Many buildings in Genesee Depot are the originals from the late 19th and early 20th centuries, including "the original section of St. Paul's Catholic Church (Hwy 83 & D), built in the early 1870s; the James Proctor House (Hwy 83 by bridge spanning Genesee Creek) also dating back to the 1860s, behind which stood the Genesee Woolen Mill; and the new railroad depot built in 1897 after the first one burned down. This station building was relocated slightly south of where it originally stood on Hwy 83 and currently is Mama D's Coffee shop."; this business is currently known as Mama D's Coffee Shop. The original town hall, now the Wales-Genesee Lions and Lioness Club, was built in 1912 and is on the National Register of Historic Places.

Another historic site in Genesee Depot is Ten Chimneys, the home of Alfred Lunt and Lynn Fontanne, so known because among the three buildings on the site, there are ten chimneys. Lunt and Fontanne's residence in Genesee Depot was their summer home and a popular gathering place for theater people. It is decorated with original pieces and collections of the Lunts from the early 20th century.
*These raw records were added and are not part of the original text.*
use crate::catalog::{Catalog, Concentration, Fragrance};
use serde::{Deserialize, Serialize};

pub const DEFAULT_MIN_PRICE: f64 = 0.0;
pub const DEFAULT_MAX_PRICE: f64 = 300.0;

#[derive(Clone, Copy, Serialize, Deserialize, Debug, PartialEq, Eq, Default)]
#[serde(rename_all = "kebab-case")]
pub enum SortBy {
    /// Catalog order.
    #[default]
    Relevance,
    PriceLow,
    PriceHigh,
    Rating,
    Reviews,
    Name,
}

fn default_min_price() -> f64 {
    DEFAULT_MIN_PRICE
}

fn default_max_price() -> f64 {
    DEFAULT_MAX_PRICE
}

#[derive(Clone, Deserialize, Debug, PartialEq)]
pub struct SearchQuery {
    #[serde(default)]
    pub text: Option<String>,
    #[serde(default)]
    pub brands: Vec<String>,
    #[serde(default)]
    pub concentrations: Vec<Concentration>,
    #[serde(default)]
    pub notes: Vec<String>,
    #[serde(default)]
    pub moods: Vec<String>,
    #[serde(default)]
    pub occasions: Vec<String>,
    #[serde(default = "default_min_price")]
    pub min_price: f64,
    #[serde(default = "default_max_price")]
    pub max_price: f64,
    #[serde(default)]
    pub min_rating: Option<f64>,
    #[serde(default)]
    pub sort: SortBy,
    #[serde(default)]
    pub limit: Option<usize>,
}

impl Default for SearchQuery {
    fn default() -> Self {
        SearchQuery {
            text: None,
            brands: vec![],
            concentrations: vec![],
            notes: vec![],
            moods: vec![],
            occasions: vec![],
            min_price: DEFAULT_MIN_PRICE,
            max_price: DEFAULT_MAX_PRICE,
            min_rating: None,
            sort: SortBy::Relevance,
            limit: None,
        }
    }
}

#[derive(Serialize, Debug)]
pub struct SearchResults<'a> {
    pub total: usize,
    pub fragrances: Vec<&'a Fragrance>,
}

#[derive(Serialize, Debug)]
pub struct SearchFacets<'a> {
    pub brands: Vec<&'a str>,
    pub concentrations: Vec<Concentration>,
    pub min_price: f64,
    pub max_price: f64,
}

fn matches_text(fragrance: &Fragrance, needle: &str) -> bool {
    let hit = |s: &str| s.to_lowercase().contains(needle);
    hit(&fragrance.name)
        || hit(&fragrance.brand)
        || hit(&fragrance.description)
        || fragrance.notes.iter_all().any(|n| hit(n))
        || fragrance.mood.iter().any(|m| hit(m))
        || fragrance.occasions.iter().any(|o| hit(o))
}

fn any_of(wanted: &[String], have: &[String]) -> bool {
    wanted.is_empty() || wanted.iter().any(|w| have.iter().any(|h| h == w))
}

impl SearchQuery {
    fn accepts(&self, fragrance: &Fragrance, needle: Option<&str>) -> bool {
        if let Some(needle) = needle {
            if !matches_text(fragrance, needle) {
                return false;
            }
        }
        if !self.brands.is_empty() && !self.brands.contains(&fragrance.brand) {
            return false;
        }
        if !self.concentrations.is_empty() && !self.concentrations.contains(&fragrance.concentration)
        {
            return false;
        }
        if !self.notes.is_empty() && !self.notes.iter().any(|n| fragrance.notes.contains(n)) {
            return false;
        }
        if !any_of(&self.moods, &fragrance.mood) || !any_of(&self.occasions, &fragrance.occasions) {
            return false;
        }
        if fragrance.price < self.min_price || fragrance.price > self.max_price {
            return false;
        }
        match self.min_rating {
            Some(min_rating) => fragrance.rating >= min_rating,
            None => true,
        }
    }
}

pub fn search<'a>(catalog: &'a Catalog, query: &SearchQuery) -> SearchResults<'a> {
    let needle = query
        .text
        .as_deref()
        .map(|t| t.trim().to_lowercase())
        .filter(|t| !t.is_empty());

    let mut fragrances: Vec<&Fragrance> = catalog
        .fragrances()
        .iter()
        .filter(|f| query.accepts(f, needle.as_deref()))
        .collect();

    match query.sort {
        SortBy::Relevance => {}
        SortBy::PriceLow => fragrances.sort_by(|a, b| a.price.total_cmp(&b.price)),
        SortBy::PriceHigh => fragrances.sort_by(|a, b| b.price.total_cmp(&a.price)),
        SortBy::Rating => fragrances.sort_by(|a, b| b.rating.total_cmp(&a.rating)),
        SortBy::Reviews => fragrances.sort_by(|a, b| b.review_count.cmp(&a.review_count)),
        SortBy::Name => fragrances.sort_by(|a, b| a.name.cmp(&b.name)),
    }

    let total = fragrances.len();
    if let Some(limit) = query.limit {
        fragrances.truncate(limit);
    }
    SearchResults { total, fragrances }
}

pub fn facets(catalog: &Catalog) -> SearchFacets<'_> {
    SearchFacets {
        brands: catalog.brands(),
        concentrations: catalog.concentrations(),
        min_price: DEFAULT_MIN_PRICE,
        max_price: DEFAULT_MAX_PRICE,
    }
}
It is now open as a house museum.

==Education==
Magee Elementary, in the Kettle Moraine School District, serves students in grades K-5. Named after John Magee, who helped bring the railroad through Genesee Depot, the school was completed and opened in 1922. It was remodeled in 1989 to accommodate a larger enrollment, which stands at about 320 students.

==Churches==

===St. Paul Parish===
St. Paul Roman Catholic Parish, part of the Archdiocese of Milwaukee, was founded in 1863. In 1961 a new church was built down the road from the original site to accommodate the growing congregation. A K-8 school was also built, and remodeled in 1997. In 2006 the second church was demolished and a new one completed in the fall of 2007.